__Task data__
//! Single-slot service references.
//!
//! A [`ReferenceHandle`] holds zero or one bound value. It is mutated by
//! bind/unbind notifications coming from whatever discovers services and read
//! by component logic. The handle itself never calls back into its owner: it
//! only reports what changed, and the owning [`Component`](crate::Component)
//! decides whether satisfiability must be re-evaluated.

use core::fmt;

use parking_lot::Mutex;

use crate::error::ComponentError;

/// Whether a reference must be bound for its component to activate.
#[derive(Debug, Clone, Copy, PartialEq, Eq, Hash, Default)]
pub enum Cardinality {
    /// Required for activation.
    #[default]
    Mandatory,
    /// The component activates with or without it.
    Optional,
}

/// Whether a reference may change while its component is active.
#[derive(Debug, Clone, Copy, PartialEq, Eq, Hash, Default)]
pub enum Policy {
    /// Fixed for the whole active lifetime; rebinding requires reactivation.
    #[default]
    Static,
    /// May be swapped under a live component.
    Dynamic,
}

impl fmt::Display for Cardinality {
    fn fmt(&self, f: &mut fmt::Formatter<'_>) -> fmt::Result {
        match self {
            Cardinality::Mandatory => f.write_str("mandatory"),
            Cardinality::Optional => f.write_str("optional"),
        }
    }
}

impl fmt::Display for Policy {
    fn fmt(&self, f: &mut fmt::Formatter<'_>) -> fmt::Result {
        match self {
            Policy::Static => f.write_str("static"),
            Policy::Dynamic => f.write_str("dynamic"),
        }
    }
}

/// A thread-safe slot holding at most one bound value.
///
/// # Example
///
/// ```
/// use orrery_component::{Cardinality, Policy, ReferenceHandle};
///
/// let handle = ReferenceHandle::new("logger", Cardinality::Optional, Policy::Dynamic);
/// assert_eq!(handle.bind(1_u32, true).unwrap(), None);
/// assert_eq!(handle.bind(2_u32, true).unwrap(), Some(1));
///
/// // Stale notification for a value that is no longer bound.
/// assert!(!handle.unbind(&1));
/// assert!(handle.unbind(&2));
/// assert_eq!(handle.get(), None);
/// ```
pub struct ReferenceHandle<T> {
    name: String,
    cardinality: Cardinality,
    policy: Policy,
    bound: Mutex<Option<T>>,
}

impl<T: Clone + PartialEq> ReferenceHandle<T> {
    /// Creates an unbound handle.
    #[must_use]
    pub fn new(name: impl Into<String>, cardinality: Cardinality, policy: Policy) -> Self {
        Self {
            name: name.into(),
            cardinality,
            policy,
            bound: Mutex::new(None),
        }
    }

    /// Returns the reference name.
    #[must_use]
    pub fn name(&self) -> &str {
        &self.name
    }

    /// Returns the reference cardinality.
    #[must_use]
    pub fn cardinality(&self) -> Cardinality {
        self.cardinality
    }

    /// Returns the reference policy.
    #[must_use]
    pub fn policy(&self) -> Policy {
        self.policy
    }

    /// Returns true for mandatory references.
    #[must_use]
    pub fn is_mandatory(&self) -> bool {
        self.cardinality == Cardinality::Mandatory
    }

    /// Binds `value`, returning the previously bound value so the caller can
    /// release it.
    ///
    /// `owner_active` tells the handle whether its component is currently
    /// active. Binding the value that is already bound is a no-op.
    ///
    /// # Errors
    ///
    /// Returns [`ComponentError::PolicyViolation`] when a static reference is
    /// already bound to another value and the owner is active.
    pub fn bind(&self, value: T, owner_active: bool) -> Result<Option<T>, ComponentError> {
        let mut bound = self.bound.lock();
        if let Some(current) = bound.as_ref() {
            if *current == value {
                return Ok(None);
            }
            if owner_active && self.policy == Policy::Static {
                return Err(ComponentError::PolicyViolation {
                    reference: self.name.clone(),
                });
            }
        }
        Ok(bound.replace(value))
    }

    /// Clears the slot if it currently holds `value`.
    ///
    /// Returns whether the slot was actually cleared; an unbind for a value
    /// that is not bound (a stale notification) changes nothing.
    pub fn unbind(&self, value: &T) -> bool {
        let mut bound = self.bound.lock();
        if bound.as_ref() == Some(value) {
            *bound = None;
            true
        } else {
            false
        }
    }

    /// Returns the bound value, if any.
    #[must_use]
    pub fn get(&self) -> Option<T> {
        self.bound.lock().clone()
    }

    /// Returns true if a value is bound.
    #[must_use]
    pub fn is_bound(&self) -> bool {
        self.bound.lock().is_some()
    }

    /// Clears the slot unconditionally, returning what was bound.
    pub(crate) fn take(&self) -> Option<T> {
        self.bound.lock().take()
    }
}

impl<T> fmt::Debug for ReferenceHandle<T> {
    fn fmt(&self, f: &mut fmt::Formatter<'_>) -> fmt::Result {
        f.debug_struct("ReferenceHandle")
            .field("name", &self.name)
            .field("cardinality", &self.cardinality)
            .field("policy", &self.policy)
            .finish_non_exhaustive()
    }
}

__Your instructions__
Nothing but the lines from the start of the data through the line holding "impl fmt::Display for Policy" should be restated, and each one exactly.

__Exercise answer__
//! Single-slot service references.
//!
//! A [`ReferenceHandle`] holds zero or one bound value. It is mutated by
//! bind/unbind notifications coming from whatever discovers services and read
//! by component logic. The handle itself never calls back into its owner: it
//! only reports what changed, and the owning [`Component`](crate::Component)
//! decides whether satisfiability must be re-evaluated.

use core::fmt;

use parking_lot::Mutex;

use crate::error::ComponentError;

/// Whether a reference must be bound for its component to activate.
#[derive(Debug, Clone, Copy, PartialEq, Eq, Hash, Default)]
pub enum Cardinality {
    /// Required for activation.
    #[default]
    Mandatory,
    /// The component activates with or without it.
    Optional,
}

/// Whether a reference may change while its component is active.
#[derive(Debug, Clone, Copy, PartialEq, Eq, Hash, Default)]
pub enum Policy {
    /// Fixed for the whole active lifetime; rebinding requires reactivation.
    #[default]
    Static,
    /// May be swapped under a live component.
    Dynamic,
}

impl fmt::Display for Cardinality {
    fn fmt(&self, f: &mut fmt::Formatter<'_>) -> fmt::Result {
        match self {
            Cardinality::Mandatory => f.write_str("mandatory"),
            Cardinality::Optional => f.write_str("optional"),
        }
    }
}

impl fmt::Display for Policy {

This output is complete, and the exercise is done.